Muita controvérsia paira ainda sobre como seriam aplicados os novos dispositivos legais da Lei nº 14.597/2023 [1] — a nova Lei Geral do Esporte — para os esportes de combate no Brasil.

Acerca da figura do treinador esportivo, prevista no artigo 75 da referida lei, vários vídeos têm aparecido em mídias sociais sugerindo que a referida profissão foi reconhecida, no caso dos ex-atletas, sem a previsão de critérios objetivos que a definam com mais segurança, apenas dizendo a quantidade de tempo que um atleta precisaria para ser considerado treinador.

Destarte, cabe trazer à baila o texto legal, senão, vejamos:

“Lei Nº 14.597/2023
Subseção III
Dos Treinadores

Art. 75. A profissão de treinador esportivo é reconhecida e regulada por esta Lei, sem prejuízo das disposições não colidentes constantes da legislação vigente, do respectivo contrato de trabalho ou de acordos ou convenções coletivas.

§1º. Considera-se treinador esportivo profissional a pessoa que possui como principal atividade remunerada a preparação e a supervisão da atividade esportiva de um ou vários atletas profissionais.

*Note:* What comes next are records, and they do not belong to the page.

//! Golden-file check: every `fixtures/<name>.json` is converted for each
//! target and compared with `fixtures/<name>.expected.<ext>` when present.
use std::path::{Path, PathBuf};
use std::process::ExitCode;

use anyhow::{Context, Result};
use colored::Colorize;
use polystruct::{Polystruct, SchemaDocument, Target};

fn fixtures_dir() -> PathBuf {
    Path::new(env!("CARGO_MANIFEST_DIR")).join("fixtures")
}

fn expected_path(schema_path: &Path, target: Target) -> PathBuf {
    let stem = schema_path.file_stem().map(|s| s.to_string_lossy().to_string()).unwrap_or_default();
    let ext = target.file_name().trim_start_matches("struct.");
    schema_path.with_file_name(format!("{stem}.expected.{ext}"))
}

/// Returns (checked, failed).
fn check_fixture(schema_path: &Path) -> Result<(usize, usize)> {
    let source = std::fs::read_to_string(schema_path)
        .with_context(|| format!("failed to read {}", schema_path.display()))?;
    let schema = SchemaDocument::from_json_str(&source)
        .with_context(|| format!("invalid fixture {}", schema_path.display()))?;
    let engine = Polystruct::new(schema);

    let mut checked = 0;
    let mut failed = 0;
    for (target, result) in engine.convert_all(&Target::ALL) {
        let expected_path = expected_path(schema_path, target);
        if !expected_path.exists() {
            continue;
        }
        checked += 1;
        let expected = std::fs::read_to_string(&expected_path)?;
        let label = expected_path.file_name().map(|s| s.to_string_lossy().to_string()).unwrap_or_default();
        match result {
            Ok(conversion) if conversion.text == expected => {
                eprintln!("{} {label}", "✅ pass".green());
            }
            Ok(conversion) => {
                failed += 1;
                eprintln!("{} {label}", "❌ mismatch".red());
                eprintln!("—— expected ——\n{expected}—— actual ——\n{}", conversion.text);
            }
            Err(error) => {
                failed += 1;
                eprintln!("{} {label}: {error}", "❌ failed".red());
            }
        }
    }
    Ok((checked, failed))
}

fn run() -> Result<bool> {
    let pattern = format!("{}/*.json", fixtures_dir().display());
    let mut checked = 0;
    let mut failed = 0;
    for entry in glob::glob(&pattern)? {
        let (c, f) = check_fixture(&entry?)?;
        checked += c;
        failed += f;
    }
    eprintln!("{checked} checked, {failed} failed");
    Ok(failed == 0)
}

fn main() -> ExitCode {
    match run() {
        Ok(true) => ExitCode::SUCCESS,
        Ok(false) => ExitCode::FAILURE,
        Err(error) => {
            eprintln!("{} {error:#}", "error:".red().bold());
            ExitCode::FAILURE
        }
    }
}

§2º. O exercício da profissão de treinador esportivo em organização de prática esportiva profissional fica assegurado exclusivamente:

I – aos portadores de diploma de educação física;

II – aos portadores de diploma de formação profissional em nível superior em curso de formação profissional oficial de treinador esportivo, devidamente reconhecido pelo Ministério da Educação, ou em curso de formação profissional ministrado pela organização nacional que administra e regula a respectiva modalidade esportiva;

III – aos que, na data da publicação desta Lei, estejam exercendo, comprovadamente, há mais de 3 (três) anos, a profissão de treinador esportivo em organização de prática esportiva profissional.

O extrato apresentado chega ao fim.